» Assignment
Which lines in the entries below contain the string "false"? Show each of them in full.

[Saved data entries]
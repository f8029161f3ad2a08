//! # Quest Entities
//!
//! Objects placed on the grid for quests, world pickups, and the player's inventory.

use crate::Position;
use serde::{Deserialize, Serialize};
use std::collections::BTreeSet;

/// What a placed quest object is.
#[derive(Debug, Clone, Copy, PartialEq, Eq, Hash, Serialize, Deserialize)]
#[serde(rename_all = "snake_case")]
pub enum EntityKind {
    Npc,
    Ingredient,
    LostItem,
    MixStation,
    Chest,
    Key,
    Door,
    BridgeTile,
    BuildingEntrance,
    /// A generic world pickup with no quest role
    Pickup,
}

/// Kind tag of a world pickup.
#[derive(Debug, Clone, Copy, PartialEq, Eq, Hash, Default, Serialize, Deserialize)]
#[serde(rename_all = "snake_case")]
pub enum ItemKind {
    /// Required by the cure goal's mix step
    Ingredient,
    /// The tagged pickup of the lost-item goal
    LostItem,
    #[default]
    Generic,
}

impl ItemKind {
    /// The entity kind a placed item of this kind reports.
    pub fn entity_kind(self) -> EntityKind {
        match self {
            ItemKind::Ingredient => EntityKind::Ingredient,
            ItemKind::LostItem => EntityKind::LostItem,
            ItemKind::Generic => EntityKind::Pickup,
        }
    }
}

/// A resolved quest object on the grid.
#[derive(Debug, Clone, PartialEq, Eq, Serialize, Deserialize)]
pub struct QuestEntity {
    pub id: String,
    pub kind: EntityKind,
    pub position: Position,
}

impl QuestEntity {
    pub fn new(id: impl Into<String>, kind: EntityKind, position: Position) -> Self {
        Self {
            id: id.into(),
            kind,
            position,
        }
    }
}

/// A named static prop (NPC, mix station, chest, door) with its tile.
#[derive(Debug, Clone, PartialEq, Eq, Serialize, Deserialize)]
pub struct Prop {
    pub name: String,
    pub position: Position,
}

impl Prop {
    pub fn new(name: impl Into<String>, position: Position) -> Self {
        Self {
            name: name.into(),
            position,
        }
    }
}

/// A world pickup the player collects by stepping on it.
#[derive(Debug, Clone, PartialEq, Eq, Serialize, Deserialize)]
pub struct QuestItem {
    pub id: String,
    pub name: String,
    pub kind: ItemKind,
    pub position: Position,
}

impl QuestItem {
    pub fn new(
        id: impl Into<String>,
        name: impl Into<String>,
        kind: ItemKind,
        position: Position,
    ) -> Self {
        Self {
            id: id.into(),
            name: name.into(),
            kind,
            position,
        }
    }

    /// This item as a placed quest entity.
    pub fn as_entity(&self) -> QuestEntity {
        QuestEntity::new(self.id.clone(), self.kind.entity_kind(), self.position)
    }
}

/// What the player carries: collected ids, display names, and gold.
///
/// # Examples
///
/// ```
/// use questgrid::Inventory;
///
/// let mut inventory = Inventory::new(60);
/// inventory.add("rope", "Hemp Rope Coil");
/// assert!(inventory.has("rope"));
/// assert!(!inventory.has_all(&["rope", "nails"]));
/// ```
#[derive(Debug, Clone, Default, PartialEq, Eq, Serialize, Deserialize)]
pub struct Inventory {
    /// Ids of everything collected or bought
    pub collected: BTreeSet<String>,
    /// Display names in pickup order
    pub names: Vec<String>,
    pub gold: u32,
}

impl Inventory {
    pub fn new(gold: u32) -> Self {
        Self {
            collected: BTreeSet::new(),
            names: Vec::new(),
            gold,
        }
    }

    pub fn has(&self, id: &str) -> bool {
        self.collected.contains(id)
    }

    pub fn has_all(&self, ids: &[&str]) -> bool {
        ids.iter().all(|id| self.has(id))
    }

    /// Adds an item. Returns false if the id was already held.
    pub fn add(&mut self, id: impl Into<String>, name: impl Into<String>) -> bool {
        let inserted = self.collected.insert(id.into());
        if inserted {
            self.names.push(name.into());
        }
        inserted
    }

    /// Removes an id. Display names are a pickup log and are left alone.
    pub fn remove(&mut self, id: &str) -> bool {
        self.collected.remove(id)
    }

    /// Deducts `price` gold if affordable.
    pub fn spend(&mut self, price: u32) -> bool {
        if self.gold < price {
            return false;
        }
        self.gold -= price;
        true
    }
}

» Response to the task
    /// Adds an item. Returns false if the id was already held.
            return false;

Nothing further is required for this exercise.